**Records**:
*** Block opens ***

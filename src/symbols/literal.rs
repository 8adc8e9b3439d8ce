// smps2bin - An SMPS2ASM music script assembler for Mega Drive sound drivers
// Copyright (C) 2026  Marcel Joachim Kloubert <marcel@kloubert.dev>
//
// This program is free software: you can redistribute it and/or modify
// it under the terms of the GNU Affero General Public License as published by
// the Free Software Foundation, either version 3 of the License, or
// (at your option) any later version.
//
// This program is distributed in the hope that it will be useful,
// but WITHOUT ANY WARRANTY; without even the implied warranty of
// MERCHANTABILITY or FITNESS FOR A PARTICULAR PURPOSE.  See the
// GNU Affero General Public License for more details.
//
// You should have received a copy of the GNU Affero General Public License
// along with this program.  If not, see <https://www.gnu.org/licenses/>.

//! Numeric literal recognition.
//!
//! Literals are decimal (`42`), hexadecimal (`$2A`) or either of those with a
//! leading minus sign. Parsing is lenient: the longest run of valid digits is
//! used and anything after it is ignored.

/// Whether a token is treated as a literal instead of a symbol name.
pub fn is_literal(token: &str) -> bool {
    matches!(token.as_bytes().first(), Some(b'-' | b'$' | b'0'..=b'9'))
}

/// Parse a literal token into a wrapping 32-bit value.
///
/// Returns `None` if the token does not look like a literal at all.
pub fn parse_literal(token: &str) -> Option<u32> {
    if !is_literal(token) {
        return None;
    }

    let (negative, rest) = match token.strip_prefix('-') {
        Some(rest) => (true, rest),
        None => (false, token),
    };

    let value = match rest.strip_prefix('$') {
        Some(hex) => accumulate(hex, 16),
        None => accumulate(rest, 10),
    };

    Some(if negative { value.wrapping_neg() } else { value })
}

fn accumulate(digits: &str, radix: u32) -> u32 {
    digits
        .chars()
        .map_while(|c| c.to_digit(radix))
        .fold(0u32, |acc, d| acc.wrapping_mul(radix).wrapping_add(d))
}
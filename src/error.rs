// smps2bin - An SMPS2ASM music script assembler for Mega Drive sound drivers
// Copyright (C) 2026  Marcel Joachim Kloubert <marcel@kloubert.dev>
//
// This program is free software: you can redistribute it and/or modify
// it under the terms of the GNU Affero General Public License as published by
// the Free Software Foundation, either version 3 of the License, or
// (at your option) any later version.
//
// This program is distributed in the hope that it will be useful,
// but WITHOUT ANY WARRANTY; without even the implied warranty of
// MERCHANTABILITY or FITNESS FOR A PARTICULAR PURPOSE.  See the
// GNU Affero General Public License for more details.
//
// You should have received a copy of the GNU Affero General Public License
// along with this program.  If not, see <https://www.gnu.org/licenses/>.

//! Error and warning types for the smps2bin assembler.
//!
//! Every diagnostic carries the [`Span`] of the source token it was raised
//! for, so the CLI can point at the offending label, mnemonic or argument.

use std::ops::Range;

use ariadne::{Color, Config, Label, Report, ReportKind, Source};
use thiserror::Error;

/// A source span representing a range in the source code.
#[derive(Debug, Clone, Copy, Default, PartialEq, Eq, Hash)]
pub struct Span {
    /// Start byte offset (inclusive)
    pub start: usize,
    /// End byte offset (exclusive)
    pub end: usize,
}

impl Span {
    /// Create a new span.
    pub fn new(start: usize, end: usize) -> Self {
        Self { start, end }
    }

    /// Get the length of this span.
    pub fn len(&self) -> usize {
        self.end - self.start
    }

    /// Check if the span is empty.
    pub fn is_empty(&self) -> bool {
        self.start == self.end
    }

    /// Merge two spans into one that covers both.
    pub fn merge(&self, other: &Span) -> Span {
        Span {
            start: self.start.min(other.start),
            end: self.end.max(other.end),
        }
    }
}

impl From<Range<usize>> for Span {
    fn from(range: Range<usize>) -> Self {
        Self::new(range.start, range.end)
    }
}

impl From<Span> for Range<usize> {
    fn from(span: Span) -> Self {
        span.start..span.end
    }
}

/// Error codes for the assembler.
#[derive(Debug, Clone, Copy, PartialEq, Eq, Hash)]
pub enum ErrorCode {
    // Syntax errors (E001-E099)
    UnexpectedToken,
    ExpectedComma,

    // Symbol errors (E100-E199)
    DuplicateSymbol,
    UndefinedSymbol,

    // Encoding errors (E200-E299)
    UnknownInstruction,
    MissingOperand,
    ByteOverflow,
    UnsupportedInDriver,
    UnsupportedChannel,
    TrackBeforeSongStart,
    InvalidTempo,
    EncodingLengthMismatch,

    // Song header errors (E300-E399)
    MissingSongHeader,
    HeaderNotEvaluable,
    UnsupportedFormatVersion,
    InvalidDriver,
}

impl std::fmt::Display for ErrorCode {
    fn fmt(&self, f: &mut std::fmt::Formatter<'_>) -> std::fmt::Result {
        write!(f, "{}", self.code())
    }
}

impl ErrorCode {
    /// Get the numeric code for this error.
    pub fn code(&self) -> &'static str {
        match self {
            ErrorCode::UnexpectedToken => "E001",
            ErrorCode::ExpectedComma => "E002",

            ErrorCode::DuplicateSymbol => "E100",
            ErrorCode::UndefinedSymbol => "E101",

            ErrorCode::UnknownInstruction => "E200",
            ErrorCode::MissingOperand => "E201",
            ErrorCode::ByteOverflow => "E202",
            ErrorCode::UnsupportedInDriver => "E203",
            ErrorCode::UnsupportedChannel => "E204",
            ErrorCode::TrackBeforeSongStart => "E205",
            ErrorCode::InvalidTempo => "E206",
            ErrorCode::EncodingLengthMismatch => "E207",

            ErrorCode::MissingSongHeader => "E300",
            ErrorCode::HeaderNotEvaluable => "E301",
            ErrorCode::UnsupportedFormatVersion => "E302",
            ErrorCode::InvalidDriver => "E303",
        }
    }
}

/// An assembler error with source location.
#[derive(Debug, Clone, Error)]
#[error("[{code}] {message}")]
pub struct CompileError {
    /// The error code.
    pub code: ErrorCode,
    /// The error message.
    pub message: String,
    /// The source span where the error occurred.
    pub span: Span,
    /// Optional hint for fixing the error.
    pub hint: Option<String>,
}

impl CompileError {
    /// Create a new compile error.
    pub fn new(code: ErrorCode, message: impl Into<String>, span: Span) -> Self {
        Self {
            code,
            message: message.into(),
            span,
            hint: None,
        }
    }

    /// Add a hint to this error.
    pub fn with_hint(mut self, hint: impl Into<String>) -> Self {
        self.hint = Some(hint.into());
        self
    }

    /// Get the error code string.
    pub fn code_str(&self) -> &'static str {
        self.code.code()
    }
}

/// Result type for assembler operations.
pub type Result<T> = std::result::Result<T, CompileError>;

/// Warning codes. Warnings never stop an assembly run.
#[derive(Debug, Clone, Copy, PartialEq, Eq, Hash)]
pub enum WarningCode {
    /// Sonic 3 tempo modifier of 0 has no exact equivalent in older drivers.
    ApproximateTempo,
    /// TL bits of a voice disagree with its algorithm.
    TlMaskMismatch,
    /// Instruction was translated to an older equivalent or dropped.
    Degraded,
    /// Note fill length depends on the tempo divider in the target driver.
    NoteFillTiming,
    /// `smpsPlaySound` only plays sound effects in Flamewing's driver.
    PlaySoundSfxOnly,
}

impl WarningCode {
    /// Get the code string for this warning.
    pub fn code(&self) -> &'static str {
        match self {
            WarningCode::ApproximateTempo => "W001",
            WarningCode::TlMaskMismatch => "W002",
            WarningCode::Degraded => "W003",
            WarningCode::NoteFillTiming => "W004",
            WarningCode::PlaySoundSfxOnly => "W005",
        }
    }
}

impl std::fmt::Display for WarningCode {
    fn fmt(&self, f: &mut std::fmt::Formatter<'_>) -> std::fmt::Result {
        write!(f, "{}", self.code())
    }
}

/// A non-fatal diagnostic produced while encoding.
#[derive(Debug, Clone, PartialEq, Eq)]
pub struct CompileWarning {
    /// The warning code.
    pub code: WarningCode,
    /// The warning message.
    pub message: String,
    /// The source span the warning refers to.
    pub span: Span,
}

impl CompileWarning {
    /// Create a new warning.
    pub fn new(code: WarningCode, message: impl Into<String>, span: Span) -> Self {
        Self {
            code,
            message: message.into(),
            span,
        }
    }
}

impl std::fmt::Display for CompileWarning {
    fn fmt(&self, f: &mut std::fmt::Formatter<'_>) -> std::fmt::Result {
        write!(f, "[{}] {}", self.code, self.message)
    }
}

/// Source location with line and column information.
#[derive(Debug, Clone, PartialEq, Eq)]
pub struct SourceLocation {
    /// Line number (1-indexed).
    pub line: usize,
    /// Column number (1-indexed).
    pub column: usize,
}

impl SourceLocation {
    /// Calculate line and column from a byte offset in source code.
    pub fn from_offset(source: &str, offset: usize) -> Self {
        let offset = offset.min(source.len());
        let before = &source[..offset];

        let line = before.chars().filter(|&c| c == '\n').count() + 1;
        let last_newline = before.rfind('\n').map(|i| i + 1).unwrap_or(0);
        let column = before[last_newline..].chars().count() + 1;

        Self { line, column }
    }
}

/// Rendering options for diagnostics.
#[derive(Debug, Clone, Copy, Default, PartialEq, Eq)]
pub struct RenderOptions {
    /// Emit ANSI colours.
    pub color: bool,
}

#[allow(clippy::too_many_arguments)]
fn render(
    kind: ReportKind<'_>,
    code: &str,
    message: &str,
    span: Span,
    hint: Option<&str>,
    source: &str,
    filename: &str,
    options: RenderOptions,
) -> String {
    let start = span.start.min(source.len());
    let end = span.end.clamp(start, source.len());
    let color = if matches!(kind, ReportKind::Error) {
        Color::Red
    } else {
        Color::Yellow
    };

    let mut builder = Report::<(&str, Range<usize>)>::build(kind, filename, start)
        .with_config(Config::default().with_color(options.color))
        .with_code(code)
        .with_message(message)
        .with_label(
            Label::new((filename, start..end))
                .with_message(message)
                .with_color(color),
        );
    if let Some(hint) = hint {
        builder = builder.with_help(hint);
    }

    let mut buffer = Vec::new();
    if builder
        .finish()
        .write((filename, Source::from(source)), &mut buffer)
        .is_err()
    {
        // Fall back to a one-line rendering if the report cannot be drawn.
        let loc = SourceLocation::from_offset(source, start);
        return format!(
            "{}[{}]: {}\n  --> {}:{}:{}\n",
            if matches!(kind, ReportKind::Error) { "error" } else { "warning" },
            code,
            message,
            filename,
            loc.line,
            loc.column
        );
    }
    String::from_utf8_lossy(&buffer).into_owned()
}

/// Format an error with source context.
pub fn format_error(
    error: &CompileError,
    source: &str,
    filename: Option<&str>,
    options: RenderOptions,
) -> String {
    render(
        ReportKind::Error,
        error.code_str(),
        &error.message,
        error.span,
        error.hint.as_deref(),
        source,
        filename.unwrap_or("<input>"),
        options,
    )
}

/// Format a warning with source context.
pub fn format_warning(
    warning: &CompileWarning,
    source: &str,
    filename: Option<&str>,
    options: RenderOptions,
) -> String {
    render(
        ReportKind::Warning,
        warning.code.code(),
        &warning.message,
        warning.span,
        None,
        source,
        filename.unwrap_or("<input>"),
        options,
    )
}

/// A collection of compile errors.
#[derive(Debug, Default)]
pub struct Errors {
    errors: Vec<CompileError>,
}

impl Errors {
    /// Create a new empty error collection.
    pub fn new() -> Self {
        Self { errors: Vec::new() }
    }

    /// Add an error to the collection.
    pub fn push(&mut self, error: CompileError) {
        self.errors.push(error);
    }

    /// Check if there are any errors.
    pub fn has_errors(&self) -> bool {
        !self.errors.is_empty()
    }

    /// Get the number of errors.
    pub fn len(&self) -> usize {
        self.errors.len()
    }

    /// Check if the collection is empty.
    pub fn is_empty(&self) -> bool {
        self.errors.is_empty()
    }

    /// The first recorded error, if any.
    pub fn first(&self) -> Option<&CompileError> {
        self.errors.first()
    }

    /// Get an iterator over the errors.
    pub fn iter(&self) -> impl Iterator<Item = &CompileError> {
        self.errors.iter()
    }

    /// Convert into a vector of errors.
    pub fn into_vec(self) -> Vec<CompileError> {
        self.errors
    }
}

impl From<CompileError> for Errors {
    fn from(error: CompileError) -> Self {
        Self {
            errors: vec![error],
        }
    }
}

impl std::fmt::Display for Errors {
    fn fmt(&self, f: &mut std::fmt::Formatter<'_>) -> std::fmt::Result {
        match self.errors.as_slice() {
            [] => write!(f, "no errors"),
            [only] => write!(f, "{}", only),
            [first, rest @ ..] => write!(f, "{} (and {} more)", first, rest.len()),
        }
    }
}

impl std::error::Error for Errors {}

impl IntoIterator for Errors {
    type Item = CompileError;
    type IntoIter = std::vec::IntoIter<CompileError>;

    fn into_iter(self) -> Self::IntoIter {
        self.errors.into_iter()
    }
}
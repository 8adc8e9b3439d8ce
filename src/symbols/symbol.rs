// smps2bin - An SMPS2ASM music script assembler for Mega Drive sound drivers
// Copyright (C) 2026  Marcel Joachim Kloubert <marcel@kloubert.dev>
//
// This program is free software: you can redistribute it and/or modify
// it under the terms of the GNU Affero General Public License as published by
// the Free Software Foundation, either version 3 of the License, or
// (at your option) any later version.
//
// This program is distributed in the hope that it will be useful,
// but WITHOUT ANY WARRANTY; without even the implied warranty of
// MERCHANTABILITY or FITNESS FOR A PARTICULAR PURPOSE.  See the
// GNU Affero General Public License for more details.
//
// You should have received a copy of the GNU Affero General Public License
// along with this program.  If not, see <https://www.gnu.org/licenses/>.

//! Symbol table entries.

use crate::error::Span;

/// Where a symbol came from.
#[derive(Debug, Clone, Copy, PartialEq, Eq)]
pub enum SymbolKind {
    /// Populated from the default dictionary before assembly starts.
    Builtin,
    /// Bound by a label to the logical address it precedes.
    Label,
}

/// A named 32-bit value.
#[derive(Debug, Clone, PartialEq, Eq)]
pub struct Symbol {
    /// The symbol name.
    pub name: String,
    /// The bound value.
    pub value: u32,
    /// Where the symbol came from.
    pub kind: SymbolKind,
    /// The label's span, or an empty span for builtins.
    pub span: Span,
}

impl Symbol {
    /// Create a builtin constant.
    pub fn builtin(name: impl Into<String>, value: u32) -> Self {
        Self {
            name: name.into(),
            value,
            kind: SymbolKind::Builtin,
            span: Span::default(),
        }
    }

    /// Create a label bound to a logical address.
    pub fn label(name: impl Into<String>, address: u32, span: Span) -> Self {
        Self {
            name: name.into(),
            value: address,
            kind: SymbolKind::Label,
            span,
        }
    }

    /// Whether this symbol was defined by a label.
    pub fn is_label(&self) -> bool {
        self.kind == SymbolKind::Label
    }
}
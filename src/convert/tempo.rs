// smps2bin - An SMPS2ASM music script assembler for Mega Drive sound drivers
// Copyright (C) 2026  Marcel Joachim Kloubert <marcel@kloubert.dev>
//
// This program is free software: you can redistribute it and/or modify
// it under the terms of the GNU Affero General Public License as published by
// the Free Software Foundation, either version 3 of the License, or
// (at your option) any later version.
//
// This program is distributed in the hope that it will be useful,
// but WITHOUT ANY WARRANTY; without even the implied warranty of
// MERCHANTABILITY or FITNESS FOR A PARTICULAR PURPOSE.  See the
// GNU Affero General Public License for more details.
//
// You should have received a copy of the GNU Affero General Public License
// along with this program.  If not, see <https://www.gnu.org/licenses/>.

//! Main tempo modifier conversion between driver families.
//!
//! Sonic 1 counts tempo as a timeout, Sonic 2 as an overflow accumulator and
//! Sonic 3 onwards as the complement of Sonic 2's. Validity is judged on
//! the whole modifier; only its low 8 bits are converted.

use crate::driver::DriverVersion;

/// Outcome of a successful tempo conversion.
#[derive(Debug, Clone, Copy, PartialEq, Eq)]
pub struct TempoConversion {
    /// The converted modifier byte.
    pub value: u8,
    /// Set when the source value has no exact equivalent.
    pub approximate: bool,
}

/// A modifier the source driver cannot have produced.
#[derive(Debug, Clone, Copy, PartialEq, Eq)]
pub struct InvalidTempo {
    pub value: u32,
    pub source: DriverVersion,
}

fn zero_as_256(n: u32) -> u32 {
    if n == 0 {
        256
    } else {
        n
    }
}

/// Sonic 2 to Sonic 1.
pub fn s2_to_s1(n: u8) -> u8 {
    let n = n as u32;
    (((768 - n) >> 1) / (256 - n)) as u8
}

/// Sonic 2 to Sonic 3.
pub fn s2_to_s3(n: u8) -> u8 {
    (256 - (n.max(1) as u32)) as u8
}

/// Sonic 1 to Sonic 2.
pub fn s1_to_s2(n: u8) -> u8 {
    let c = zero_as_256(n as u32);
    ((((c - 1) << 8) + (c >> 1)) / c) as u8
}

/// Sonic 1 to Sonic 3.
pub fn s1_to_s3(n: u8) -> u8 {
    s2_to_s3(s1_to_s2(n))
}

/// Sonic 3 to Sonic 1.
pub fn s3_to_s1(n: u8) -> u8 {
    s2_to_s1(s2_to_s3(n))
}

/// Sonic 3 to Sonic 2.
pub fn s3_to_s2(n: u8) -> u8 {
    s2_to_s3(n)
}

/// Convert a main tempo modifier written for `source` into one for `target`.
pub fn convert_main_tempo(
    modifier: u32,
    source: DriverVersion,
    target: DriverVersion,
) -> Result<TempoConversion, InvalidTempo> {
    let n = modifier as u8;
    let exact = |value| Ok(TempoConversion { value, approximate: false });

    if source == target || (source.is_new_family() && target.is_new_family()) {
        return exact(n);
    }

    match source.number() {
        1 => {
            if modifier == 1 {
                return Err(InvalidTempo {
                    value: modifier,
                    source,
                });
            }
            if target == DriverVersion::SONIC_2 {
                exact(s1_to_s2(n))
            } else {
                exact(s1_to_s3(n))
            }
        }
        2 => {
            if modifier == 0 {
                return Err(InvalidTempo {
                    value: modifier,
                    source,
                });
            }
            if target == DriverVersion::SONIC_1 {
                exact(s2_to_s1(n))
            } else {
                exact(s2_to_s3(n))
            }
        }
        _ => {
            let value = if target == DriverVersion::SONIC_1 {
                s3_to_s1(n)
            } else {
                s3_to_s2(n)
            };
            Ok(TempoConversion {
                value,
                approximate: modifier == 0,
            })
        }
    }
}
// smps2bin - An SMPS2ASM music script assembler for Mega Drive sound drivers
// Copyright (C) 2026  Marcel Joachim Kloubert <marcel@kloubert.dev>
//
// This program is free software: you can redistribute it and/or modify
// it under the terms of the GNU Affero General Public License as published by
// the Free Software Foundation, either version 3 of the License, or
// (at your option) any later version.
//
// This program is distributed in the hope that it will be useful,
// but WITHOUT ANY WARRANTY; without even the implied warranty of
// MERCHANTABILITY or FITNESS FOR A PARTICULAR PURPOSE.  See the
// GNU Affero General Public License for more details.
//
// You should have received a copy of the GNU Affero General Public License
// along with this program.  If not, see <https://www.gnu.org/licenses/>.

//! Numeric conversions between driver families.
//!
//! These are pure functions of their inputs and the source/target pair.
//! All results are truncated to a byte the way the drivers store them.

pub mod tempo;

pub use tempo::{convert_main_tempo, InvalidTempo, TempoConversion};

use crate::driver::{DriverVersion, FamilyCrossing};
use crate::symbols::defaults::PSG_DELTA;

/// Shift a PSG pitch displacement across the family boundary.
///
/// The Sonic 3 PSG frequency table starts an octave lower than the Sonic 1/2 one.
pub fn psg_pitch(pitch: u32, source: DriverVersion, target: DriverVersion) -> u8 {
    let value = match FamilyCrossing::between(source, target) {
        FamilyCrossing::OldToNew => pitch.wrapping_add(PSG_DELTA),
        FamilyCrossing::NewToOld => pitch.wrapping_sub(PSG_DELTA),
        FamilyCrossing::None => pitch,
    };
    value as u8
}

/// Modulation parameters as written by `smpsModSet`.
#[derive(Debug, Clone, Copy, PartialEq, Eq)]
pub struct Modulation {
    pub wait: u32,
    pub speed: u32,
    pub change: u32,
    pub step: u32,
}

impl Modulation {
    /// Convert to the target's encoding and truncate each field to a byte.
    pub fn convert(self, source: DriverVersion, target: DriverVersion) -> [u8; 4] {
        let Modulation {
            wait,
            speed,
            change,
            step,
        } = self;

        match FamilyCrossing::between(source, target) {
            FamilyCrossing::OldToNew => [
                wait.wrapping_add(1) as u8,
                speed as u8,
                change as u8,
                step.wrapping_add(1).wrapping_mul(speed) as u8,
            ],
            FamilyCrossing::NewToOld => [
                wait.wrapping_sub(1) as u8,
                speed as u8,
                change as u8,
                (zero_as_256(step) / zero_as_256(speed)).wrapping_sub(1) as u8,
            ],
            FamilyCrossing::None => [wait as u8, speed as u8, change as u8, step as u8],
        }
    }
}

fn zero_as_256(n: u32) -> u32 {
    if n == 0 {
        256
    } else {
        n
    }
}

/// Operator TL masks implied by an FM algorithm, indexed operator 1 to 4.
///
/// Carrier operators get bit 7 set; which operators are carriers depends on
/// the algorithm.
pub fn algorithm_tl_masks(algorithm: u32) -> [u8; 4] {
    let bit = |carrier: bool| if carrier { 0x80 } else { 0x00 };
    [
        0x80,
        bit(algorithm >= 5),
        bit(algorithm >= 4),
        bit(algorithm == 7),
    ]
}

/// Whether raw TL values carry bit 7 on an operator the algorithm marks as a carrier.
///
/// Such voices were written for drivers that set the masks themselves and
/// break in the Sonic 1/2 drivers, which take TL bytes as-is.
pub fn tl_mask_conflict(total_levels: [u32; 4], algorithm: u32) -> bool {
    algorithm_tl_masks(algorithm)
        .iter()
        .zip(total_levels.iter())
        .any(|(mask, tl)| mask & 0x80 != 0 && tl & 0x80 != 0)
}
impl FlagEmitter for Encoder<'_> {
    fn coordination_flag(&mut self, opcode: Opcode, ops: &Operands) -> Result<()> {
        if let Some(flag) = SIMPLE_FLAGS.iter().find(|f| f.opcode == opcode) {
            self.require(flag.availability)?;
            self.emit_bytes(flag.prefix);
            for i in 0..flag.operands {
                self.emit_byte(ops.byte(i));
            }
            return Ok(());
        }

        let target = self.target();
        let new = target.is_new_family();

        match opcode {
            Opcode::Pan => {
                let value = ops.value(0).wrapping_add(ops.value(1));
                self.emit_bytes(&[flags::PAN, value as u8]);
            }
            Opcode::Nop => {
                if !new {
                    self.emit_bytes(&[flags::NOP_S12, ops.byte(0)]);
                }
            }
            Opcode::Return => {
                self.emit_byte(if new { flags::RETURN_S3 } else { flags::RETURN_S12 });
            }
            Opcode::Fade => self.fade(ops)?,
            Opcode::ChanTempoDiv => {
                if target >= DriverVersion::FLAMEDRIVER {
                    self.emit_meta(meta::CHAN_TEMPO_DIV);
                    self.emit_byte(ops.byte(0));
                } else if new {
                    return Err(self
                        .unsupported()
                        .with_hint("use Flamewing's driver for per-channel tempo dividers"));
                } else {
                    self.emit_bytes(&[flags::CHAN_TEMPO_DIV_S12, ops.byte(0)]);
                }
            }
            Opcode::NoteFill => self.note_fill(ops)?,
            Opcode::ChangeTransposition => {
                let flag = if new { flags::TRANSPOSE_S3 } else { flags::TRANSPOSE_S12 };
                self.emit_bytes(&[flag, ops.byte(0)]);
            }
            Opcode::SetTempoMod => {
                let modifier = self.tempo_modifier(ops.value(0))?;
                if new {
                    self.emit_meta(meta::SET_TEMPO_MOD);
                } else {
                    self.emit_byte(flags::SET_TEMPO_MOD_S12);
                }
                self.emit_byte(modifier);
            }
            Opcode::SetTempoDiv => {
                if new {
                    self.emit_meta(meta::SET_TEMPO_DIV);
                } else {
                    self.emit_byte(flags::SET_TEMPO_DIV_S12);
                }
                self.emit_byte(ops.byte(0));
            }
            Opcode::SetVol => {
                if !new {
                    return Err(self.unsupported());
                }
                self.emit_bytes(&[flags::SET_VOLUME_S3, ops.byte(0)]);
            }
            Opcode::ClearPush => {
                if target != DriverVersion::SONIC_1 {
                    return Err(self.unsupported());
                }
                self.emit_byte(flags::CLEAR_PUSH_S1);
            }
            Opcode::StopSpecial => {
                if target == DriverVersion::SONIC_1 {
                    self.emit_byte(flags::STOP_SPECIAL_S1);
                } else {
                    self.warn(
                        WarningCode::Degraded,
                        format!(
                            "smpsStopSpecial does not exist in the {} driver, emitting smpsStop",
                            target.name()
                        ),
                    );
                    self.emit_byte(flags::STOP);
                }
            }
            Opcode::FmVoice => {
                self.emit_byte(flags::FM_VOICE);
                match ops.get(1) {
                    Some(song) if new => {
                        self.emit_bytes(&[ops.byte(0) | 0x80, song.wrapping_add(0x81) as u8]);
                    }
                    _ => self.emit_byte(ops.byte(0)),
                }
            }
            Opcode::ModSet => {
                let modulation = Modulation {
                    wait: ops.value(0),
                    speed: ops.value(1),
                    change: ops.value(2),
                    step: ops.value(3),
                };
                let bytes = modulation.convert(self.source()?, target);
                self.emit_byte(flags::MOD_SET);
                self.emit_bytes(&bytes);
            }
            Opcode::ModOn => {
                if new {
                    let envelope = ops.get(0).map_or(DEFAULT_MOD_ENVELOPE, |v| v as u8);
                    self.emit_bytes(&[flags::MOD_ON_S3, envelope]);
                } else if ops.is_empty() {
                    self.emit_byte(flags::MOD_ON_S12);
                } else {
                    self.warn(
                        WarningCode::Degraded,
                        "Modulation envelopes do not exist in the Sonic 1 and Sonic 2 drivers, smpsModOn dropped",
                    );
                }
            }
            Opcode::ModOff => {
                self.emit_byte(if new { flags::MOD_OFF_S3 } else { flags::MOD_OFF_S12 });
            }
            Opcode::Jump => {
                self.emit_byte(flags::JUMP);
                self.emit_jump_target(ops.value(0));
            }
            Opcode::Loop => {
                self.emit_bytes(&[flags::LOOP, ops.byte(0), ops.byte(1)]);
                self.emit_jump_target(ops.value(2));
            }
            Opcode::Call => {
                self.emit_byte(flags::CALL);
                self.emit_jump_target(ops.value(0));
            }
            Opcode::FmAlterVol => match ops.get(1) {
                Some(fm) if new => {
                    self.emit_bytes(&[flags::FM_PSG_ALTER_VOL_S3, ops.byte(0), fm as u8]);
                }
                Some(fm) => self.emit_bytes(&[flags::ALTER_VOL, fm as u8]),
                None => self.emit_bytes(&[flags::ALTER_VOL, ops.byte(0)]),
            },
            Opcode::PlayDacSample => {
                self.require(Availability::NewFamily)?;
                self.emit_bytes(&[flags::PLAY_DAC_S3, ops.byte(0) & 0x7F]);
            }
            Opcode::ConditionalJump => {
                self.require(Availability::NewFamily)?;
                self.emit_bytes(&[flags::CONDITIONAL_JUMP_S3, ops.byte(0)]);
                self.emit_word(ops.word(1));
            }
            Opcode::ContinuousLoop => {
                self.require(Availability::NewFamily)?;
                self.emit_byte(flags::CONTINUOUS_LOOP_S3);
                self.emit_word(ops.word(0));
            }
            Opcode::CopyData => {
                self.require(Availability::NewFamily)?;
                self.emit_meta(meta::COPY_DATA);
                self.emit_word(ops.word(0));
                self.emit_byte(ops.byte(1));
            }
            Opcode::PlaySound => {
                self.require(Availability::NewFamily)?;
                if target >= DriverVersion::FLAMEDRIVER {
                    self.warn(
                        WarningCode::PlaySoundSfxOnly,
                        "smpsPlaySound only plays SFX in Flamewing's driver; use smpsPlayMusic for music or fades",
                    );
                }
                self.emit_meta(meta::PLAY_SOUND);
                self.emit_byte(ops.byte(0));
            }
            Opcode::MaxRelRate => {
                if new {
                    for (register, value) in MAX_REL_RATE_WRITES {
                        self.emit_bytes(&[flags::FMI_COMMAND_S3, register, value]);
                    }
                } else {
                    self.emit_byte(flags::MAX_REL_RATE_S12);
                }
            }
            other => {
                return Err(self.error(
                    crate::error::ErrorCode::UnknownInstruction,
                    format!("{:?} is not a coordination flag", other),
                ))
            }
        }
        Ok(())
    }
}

*** Block closes ***

**Exercise instructions**:
Determine which lines above include the word "EncodingLengthMismatch", and report those lines in full.

**Output for this task**:
    EncodingLengthMismatch,
            ErrorCode::EncodingLengthMismatch => "E207",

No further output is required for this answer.